No, I’m not going to be weaving a well-constructed post about an apple posing as a grape (pictured above) as a metaphor for an ELT issue–the operative word being “well”–nor am I beginning a series of posts that will piggyback off Scott Thornbury’s well-known blog format (ok, maybe just this once).  Instead, two of his recent posts on coursebook/syllabi approaches, P is Postmodern method and C is for Critical Pedagogy, have given me that little nudge to write about the grappling with curricula and coursebooks I undergo every summer.  (By the way, they also have inspired a desire to incorporate vivid metaphors into my posts, which will continually manifest itself somewhere, some way.  You wait!)

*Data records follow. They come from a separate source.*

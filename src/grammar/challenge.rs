//! `WWW-Authenticate`, `Proxy-Authenticate`, `Authorization` and `Proxy-Authorization`.
use base64::{Engine, engine::general_purpose::STANDARD};

use super::{FormatError, HeaderReader, HeaderWriter, ParseError, ParseErrorKind};
use crate::data::{ChallengeMessage, ChallengeRequest, ChallengeResponse, ChallengeScheme, Parameter, Parameters};

/// Writer of a single challenge: the scheme followed by `", "` separated auth-params.
#[derive(Debug)]
pub struct ChallengeWriter {
    writer: HeaderWriter,
    first: bool,
}

impl ChallengeWriter {
    /// Create new [`ChallengeWriter`], starting with the scheme technical name.
    ///
    /// # Errors
    ///
    /// Returns error if the scheme name is not a token.
    pub fn new(scheme: &ChallengeScheme) -> Result<Self, FormatError> {
        let mut writer = HeaderWriter::new();
        writer.append_token(scheme.technical_name())?;
        Ok(Self {
            writer,
            first: true,
        })
    }

    /// Returns `true` if no parameter has been written yet.
    #[inline]
    pub fn is_first(&self) -> bool {
        self.first
    }

    fn separate(&mut self) {
        if self.first {
            self.first = false;
            self.writer.append_char(' ');
        } else {
            self.writer.append_value_separator();
        }
    }

    /// Append `name=value`, quoting the value only if it is not a token.
    pub fn append_challenge_parameter(&mut self, name: &str, value: &str) -> Result<&mut Self, FormatError> {
        self.separate();
        self.writer.append_token(name)?.append_char('=').append_value(value);
        Ok(self)
    }

    /// Append `name="value"`.
    pub fn append_quoted_challenge_parameter(&mut self, name: &str, value: &str) -> Result<&mut Self, FormatError> {
        self.separate();
        self.writer.append_token(name)?.append_char('=').append_quoted_string(value);
        Ok(self)
    }

    /// Append a generic parameter, a flag when it has no value.
    pub fn append_parameter(&mut self, param: &Parameter) -> Result<&mut Self, FormatError> {
        self.separate();
        self.writer.append_parameter(param)?;
        Ok(self)
    }

    /// Append credentials or a cached wire form verbatim, after the scheme.
    pub fn append_raw(&mut self, raw: &str) -> &mut Self {
        if !raw.is_empty() {
            self.separate();
            self.writer.append(raw);
        }
        self
    }

    #[inline]
    pub fn into_string(self) -> String {
        self.writer.into_string()
    }
}

// ===== Requests =====

/// Read every challenge of a `WWW-Authenticate` or `Proxy-Authenticate` value.
///
/// Commas separate both challenges and their parameters, a token that is not followed by `=`
/// starts a new challenge. A `token68` after the scheme is kept as the raw value.
pub fn read_challenge_requests(value: &str) -> Result<Vec<ChallengeRequest>, ParseError> {
    let mut reader = HeaderReader::new(value);
    let mut requests = Vec::new();

    loop {
        // challenges without parameters are only separated by a comma
        while reader.skip_value_separator() { }
        if reader.is_end() {
            break;
        }
        let Some(scheme) = reader.read_token() else {
            return Err(reader.unexpected());
        };
        let mut request = ChallengeRequest::new(ChallengeScheme::from_technical_name(scheme));
        if !reader.skip_spaces() {
            requests.push(request);
            continue;
        }
        if let Some(token68) = reader.read_token68() {
            request.message.set_raw_value(token68);
            requests.push(request);
            continue;
        }

        let start = reader.position();
        let mut end = start;
        let mut params = Parameters::new();
        loop {
            reader.skip_spaces();
            reader.mark();
            if reader.read_token().is_none() {
                break;
            }
            reader.skip_spaces();
            let is_param = reader.peek() == Some(b'=');
            reader.reset();
            if !is_param {
                break;
            }
            params.push(reader.read_parameter()?);
            end = reader.position();
            if !reader.skip_value_separator() {
                break;
            }
        }

        let raw = reader.slice(start, end);
        if !raw.is_empty() {
            request.message.set_raw_value(raw);
        }
        for param in params {
            read_request_parameter(&mut request, param);
        }
        requests.push(request);
    }

    Ok(requests)
}

fn read_request_parameter(request: &mut ChallengeRequest, param: Parameter) {
    if read_message_parameter(&mut request.message, &param) {
        return;
    }
    let value = param.value.as_deref().unwrap_or_default();
    match param.name.to_ascii_lowercase().as_str() {
        "domain" => request.domain_refs = value.split_whitespace().map(str::to_owned).collect(),
        "stale" => request.stale = value.eq_ignore_ascii_case("true"),
        "qop" => {
            request.quality_options = value
                .split(',')
                .map(str::trim)
                .filter(|e| !e.is_empty())
                .map(str::to_owned)
                .collect()
        }
        _ => request.message.parameters.push(param),
    }
}

/// Returns `true` if the parameter is one of the fields shared by requests and responses.
fn read_message_parameter(message: &mut ChallengeMessage, param: &Parameter) -> bool {
    let field = match param.name.to_ascii_lowercase().as_str() {
        "realm" => &mut message.realm,
        "nonce" => &mut message.server_nonce,
        "opaque" => &mut message.opaque,
        "algorithm" => &mut message.digest_algorithm,
        _ => return false,
    };
    *field = param.value.clone();
    true
}

/// Write a `WWW-Authenticate` or `Proxy-Authenticate` challenge.
///
/// The cached raw value is written verbatim when present.
pub fn write_challenge_request(request: &ChallengeRequest) -> Result<String, FormatError> {
    let message = &request.message;
    let mut writer = ChallengeWriter::new(&message.scheme)?;

    if let Some(raw) = message.raw_value() {
        writer.append_raw(raw);
        return Ok(writer.into_string());
    }

    if let Some(realm) = &message.realm {
        writer.append_quoted_challenge_parameter("realm", realm)?;
    }
    if !request.domain_refs.is_empty() {
        writer.append_quoted_challenge_parameter("domain", &request.domain_refs.join(" "))?;
    }
    if let Some(nonce) = &message.server_nonce {
        writer.append_quoted_challenge_parameter("nonce", nonce)?;
    }
    if let Some(opaque) = &message.opaque {
        writer.append_quoted_challenge_parameter("opaque", opaque)?;
    }
    if request.stale {
        writer.append_challenge_parameter("stale", "true")?;
    }
    if let Some(algorithm) = &message.digest_algorithm {
        writer.append_challenge_parameter("algorithm", algorithm)?;
    }
    if !request.quality_options.is_empty() {
        writer.append_quoted_challenge_parameter("qop", &request.quality_options.join(","))?;
    }
    for param in &message.parameters {
        writer.append_parameter(param)?;
    }

    Ok(writer.into_string())
}

// ===== Responses =====

/// Read an `Authorization` or `Proxy-Authorization` value.
///
/// `Basic` credentials are decoded into identifier and secret, `Bearer` tokens become the
/// secret, other schemes are read as auth-params.
pub fn read_challenge_response(value: &str) -> Result<ChallengeResponse, ParseError> {
    let mut reader = HeaderReader::new(value);
    reader.skip_spaces();
    let Some(scheme) = reader.read_token() else {
        return Err(reader.unexpected());
    };
    reader.skip_spaces();
    let start = reader.position();
    let raw = reader.read_raw_text();
    reader.expect_end()?;

    let mut response = ChallengeResponse::new(ChallengeScheme::from_technical_name(scheme));
    if raw.is_empty() {
        return Ok(response);
    }
    response.message.set_raw_value(raw);

    let scheme = response.message.scheme.clone();
    if scheme == ChallengeScheme::HTTP_BASIC {
        let invalid = || ParseError::new(ParseErrorKind::InvalidEncoding, start, None);
        let decoded = STANDARD.decode(raw).map_err(|_| invalid())?;
        let credentials = String::from_utf8(decoded).map_err(|_| invalid())?;
        match credentials.split_once(':') {
            Some((identifier, secret)) => {
                response.identifier = Some(identifier.to_owned());
                response.secret = Some(secret.to_owned());
            }
            None => response.identifier = Some(credentials),
        }
    } else if scheme == ChallengeScheme::HTTP_OAUTH_BEARER {
        response.secret = Some(raw.to_owned());
    } else {
        let params = match read_auth_params(raw) {
            Ok(params) => params,
            // token68 credentials of an unknown scheme, only kept as raw value
            Err(_) if scheme != ChallengeScheme::HTTP_DIGEST => return Ok(response),
            Err(err) => {
                return Err(ParseError::new(err.kind, start + err.position, err.found));
            }
        };
        for param in params {
            read_response_parameter(&mut response, param, start)?;
        }
    }

    Ok(response)
}

fn read_auth_params(value: &str) -> Result<Parameters, ParseError> {
    let mut reader = HeaderReader::new(value);
    let mut params = Parameters::new();
    loop {
        params.push(reader.read_parameter()?);
        if !reader.skip_value_separator() {
            break;
        }
    }
    reader.expect_end()?;
    Ok(params)
}

fn read_response_parameter(response: &mut ChallengeResponse, param: Parameter, start: usize) -> Result<(), ParseError> {
    if read_message_parameter(&mut response.message, &param) {
        return Ok(());
    }
    let field = match param.name.to_ascii_lowercase().as_str() {
        "username" => &mut response.identifier,
        "uri" => &mut response.digest_ref,
        "response" => &mut response.secret,
        "cnonce" => &mut response.client_nonce,
        "qop" => &mut response.quality,
        "nc" => {
            let count = param.value.as_deref().unwrap_or_default();
            response.server_nonce_count = u32::from_str_radix(count, 16)
                .map_err(|_| ParseError::new(ParseErrorKind::InvalidNumber, start, None))?;
            return Ok(());
        }
        _ => {
            response.message.parameters.push(param);
            return Ok(());
        }
    };
    *field = param.value;
    Ok(())
}

/// Write an `Authorization` or `Proxy-Authorization` value.
///
/// The cached raw value is written verbatim when present. Digest hashes are not computed, the
/// secret of a `Digest` response is written as the `response` parameter.
pub fn write_challenge_response(response: &ChallengeResponse) -> Result<String, FormatError> {
    let message = &response.message;
    let mut writer = ChallengeWriter::new(&message.scheme)?;

    if let Some(raw) = message.raw_value() {
        writer.append_raw(raw);
        return Ok(writer.into_string());
    }

    if message.scheme == ChallengeScheme::HTTP_BASIC {
        let credentials = format!(
            "{}:{}",
            response.identifier.as_deref().unwrap_or_default(),
            response.secret.as_deref().unwrap_or_default(),
        );
        writer.append_raw(&STANDARD.encode(credentials));
        return Ok(writer.into_string());
    }

    if message.scheme == ChallengeScheme::HTTP_OAUTH_BEARER {
        writer.append_raw(response.secret.as_deref().unwrap_or_default());
        return Ok(writer.into_string());
    }

    if let Some(identifier) = &response.identifier {
        writer.append_quoted_challenge_parameter("username", identifier)?;
    }
    if let Some(realm) = &message.realm {
        writer.append_quoted_challenge_parameter("realm", realm)?;
    }
    if let Some(nonce) = &message.server_nonce {
        writer.append_quoted_challenge_parameter("nonce", nonce)?;
    }
    if let Some(digest_ref) = &response.digest_ref {
        writer.append_quoted_challenge_parameter("uri", digest_ref)?;
    }
    if let Some(quality) = &response.quality {
        writer.append_challenge_parameter("qop", quality)?;
    }
    if response.server_nonce_count > 0 {
        writer.append_challenge_parameter("nc", &format!("{:08x}", response.server_nonce_count))?;
    }
    if let Some(client_nonce) = &response.client_nonce {
        writer.append_quoted_challenge_parameter("cnonce", client_nonce)?;
    }
    if let Some(secret) = &response.secret {
        writer.append_quoted_challenge_parameter("response", secret)?;
    }
    if let Some(algorithm) = &message.digest_algorithm {
        writer.append_challenge_parameter("algorithm", algorithm)?;
    }
    if let Some(opaque) = &message.opaque {
        writer.append_quoted_challenge_parameter("opaque", opaque)?;
    }
    for param in &message.parameters {
        writer.append_parameter(param)?;
    }

    Ok(writer.into_string())
}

When reviewing or writing a curriculum, I find the level of suitable flexibility to be problematic.  It seems there are three ways to really go about planning:  prescriptive (you’re told exactly what to teach each lesson), flexible (you create your own lessons based on outcomes to achieve within a certain time frame) and open (you figure it all out as you go). Given that the majority of teachers I’ve asked which they prefer eliminate either end of the spectrum immediately (and that seems a natural choice), it comes down to making a curriculum flexible.  That sounds easy, but flexible does just that: flexes from more detailed to less depending on the needs of the students, the experience of the teacher, the dynamics of the class and events that unfold.

On the more detailed end of flexible, the curriculum incorporates a coursebook for guidance as to the progression expected throughout the program.  Outcomes are often highly compatible with its table-of-contents so as not to mix up the intentionally building content within the units.  Sure, it may not be a day-to-day syllabus, but in many cases, it’s expected that one coursebook will be used for one program’s length.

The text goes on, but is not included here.